TO DO: Count the lines in the records that hold the string "BTreeMap". Only the number should be given.

Saved data entries:
= = =

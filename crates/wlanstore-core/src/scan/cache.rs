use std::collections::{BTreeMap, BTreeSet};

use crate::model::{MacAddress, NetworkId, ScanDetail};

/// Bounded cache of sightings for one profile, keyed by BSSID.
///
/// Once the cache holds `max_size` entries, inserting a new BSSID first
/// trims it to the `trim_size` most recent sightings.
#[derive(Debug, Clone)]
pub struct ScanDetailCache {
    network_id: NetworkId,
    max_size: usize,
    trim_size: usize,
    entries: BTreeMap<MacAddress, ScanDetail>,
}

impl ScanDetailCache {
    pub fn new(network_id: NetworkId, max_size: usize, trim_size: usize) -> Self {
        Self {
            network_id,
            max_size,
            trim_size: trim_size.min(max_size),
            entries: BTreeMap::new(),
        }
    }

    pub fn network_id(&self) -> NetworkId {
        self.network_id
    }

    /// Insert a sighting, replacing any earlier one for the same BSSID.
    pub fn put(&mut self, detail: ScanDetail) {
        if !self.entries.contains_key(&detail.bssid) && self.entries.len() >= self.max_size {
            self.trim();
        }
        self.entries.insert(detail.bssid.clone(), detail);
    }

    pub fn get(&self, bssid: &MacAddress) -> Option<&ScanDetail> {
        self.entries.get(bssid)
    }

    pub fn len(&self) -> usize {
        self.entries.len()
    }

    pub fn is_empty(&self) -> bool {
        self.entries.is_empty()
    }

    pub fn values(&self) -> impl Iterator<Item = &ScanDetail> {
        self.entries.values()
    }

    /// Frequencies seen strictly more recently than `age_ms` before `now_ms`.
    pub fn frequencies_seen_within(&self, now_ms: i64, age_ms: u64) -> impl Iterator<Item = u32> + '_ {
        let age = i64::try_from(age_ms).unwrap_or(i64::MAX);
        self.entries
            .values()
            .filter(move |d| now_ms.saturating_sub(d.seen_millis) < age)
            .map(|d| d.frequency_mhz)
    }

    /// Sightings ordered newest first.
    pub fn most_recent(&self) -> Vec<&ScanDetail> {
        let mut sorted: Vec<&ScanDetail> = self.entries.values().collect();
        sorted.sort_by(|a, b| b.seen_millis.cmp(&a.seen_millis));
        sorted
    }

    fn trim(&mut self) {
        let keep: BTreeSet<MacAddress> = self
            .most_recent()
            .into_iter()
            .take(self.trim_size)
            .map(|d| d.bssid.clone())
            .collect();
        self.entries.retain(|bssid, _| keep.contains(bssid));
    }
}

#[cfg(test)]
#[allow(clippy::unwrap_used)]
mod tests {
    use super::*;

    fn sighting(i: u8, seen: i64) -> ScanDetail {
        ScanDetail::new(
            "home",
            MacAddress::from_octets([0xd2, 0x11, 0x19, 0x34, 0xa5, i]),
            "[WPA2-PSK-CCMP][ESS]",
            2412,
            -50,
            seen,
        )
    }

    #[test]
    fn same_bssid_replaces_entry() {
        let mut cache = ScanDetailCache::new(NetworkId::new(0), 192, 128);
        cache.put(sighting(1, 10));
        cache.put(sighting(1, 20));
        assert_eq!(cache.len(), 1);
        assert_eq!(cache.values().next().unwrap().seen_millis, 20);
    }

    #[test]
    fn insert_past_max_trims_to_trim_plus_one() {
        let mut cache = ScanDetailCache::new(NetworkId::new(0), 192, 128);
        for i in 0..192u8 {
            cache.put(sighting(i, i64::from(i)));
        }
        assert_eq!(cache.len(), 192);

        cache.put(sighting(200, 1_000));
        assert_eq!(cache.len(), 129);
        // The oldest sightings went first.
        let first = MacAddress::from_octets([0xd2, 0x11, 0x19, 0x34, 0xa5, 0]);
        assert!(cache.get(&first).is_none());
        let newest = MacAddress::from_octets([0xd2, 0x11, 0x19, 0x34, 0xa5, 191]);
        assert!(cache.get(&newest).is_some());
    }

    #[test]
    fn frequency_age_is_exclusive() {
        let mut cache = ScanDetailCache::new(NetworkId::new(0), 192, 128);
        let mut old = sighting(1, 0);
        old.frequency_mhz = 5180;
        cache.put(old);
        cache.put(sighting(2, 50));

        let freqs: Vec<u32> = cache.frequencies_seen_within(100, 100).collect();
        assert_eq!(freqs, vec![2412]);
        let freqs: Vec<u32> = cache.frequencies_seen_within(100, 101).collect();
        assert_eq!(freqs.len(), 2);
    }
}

= = =

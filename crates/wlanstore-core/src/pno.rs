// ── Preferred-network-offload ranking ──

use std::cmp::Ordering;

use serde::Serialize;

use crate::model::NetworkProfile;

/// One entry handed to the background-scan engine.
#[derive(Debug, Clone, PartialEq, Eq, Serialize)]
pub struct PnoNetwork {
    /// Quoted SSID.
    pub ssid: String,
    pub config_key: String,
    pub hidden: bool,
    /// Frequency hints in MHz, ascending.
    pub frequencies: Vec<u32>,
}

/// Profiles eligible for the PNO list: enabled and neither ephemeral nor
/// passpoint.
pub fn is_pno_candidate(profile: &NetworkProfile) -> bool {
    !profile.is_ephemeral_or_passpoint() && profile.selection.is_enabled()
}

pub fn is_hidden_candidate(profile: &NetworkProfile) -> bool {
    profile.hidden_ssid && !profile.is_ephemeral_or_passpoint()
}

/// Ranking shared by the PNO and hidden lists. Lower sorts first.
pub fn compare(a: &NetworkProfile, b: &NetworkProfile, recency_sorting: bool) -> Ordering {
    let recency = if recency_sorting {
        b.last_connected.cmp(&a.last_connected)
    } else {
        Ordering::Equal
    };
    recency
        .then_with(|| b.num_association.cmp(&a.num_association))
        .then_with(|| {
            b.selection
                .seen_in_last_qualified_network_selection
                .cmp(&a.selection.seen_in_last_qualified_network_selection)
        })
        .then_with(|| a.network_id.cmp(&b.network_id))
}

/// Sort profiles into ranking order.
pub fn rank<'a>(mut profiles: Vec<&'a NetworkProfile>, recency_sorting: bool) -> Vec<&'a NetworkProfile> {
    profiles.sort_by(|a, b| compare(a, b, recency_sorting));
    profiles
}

= = =

TASK ANSWER: 3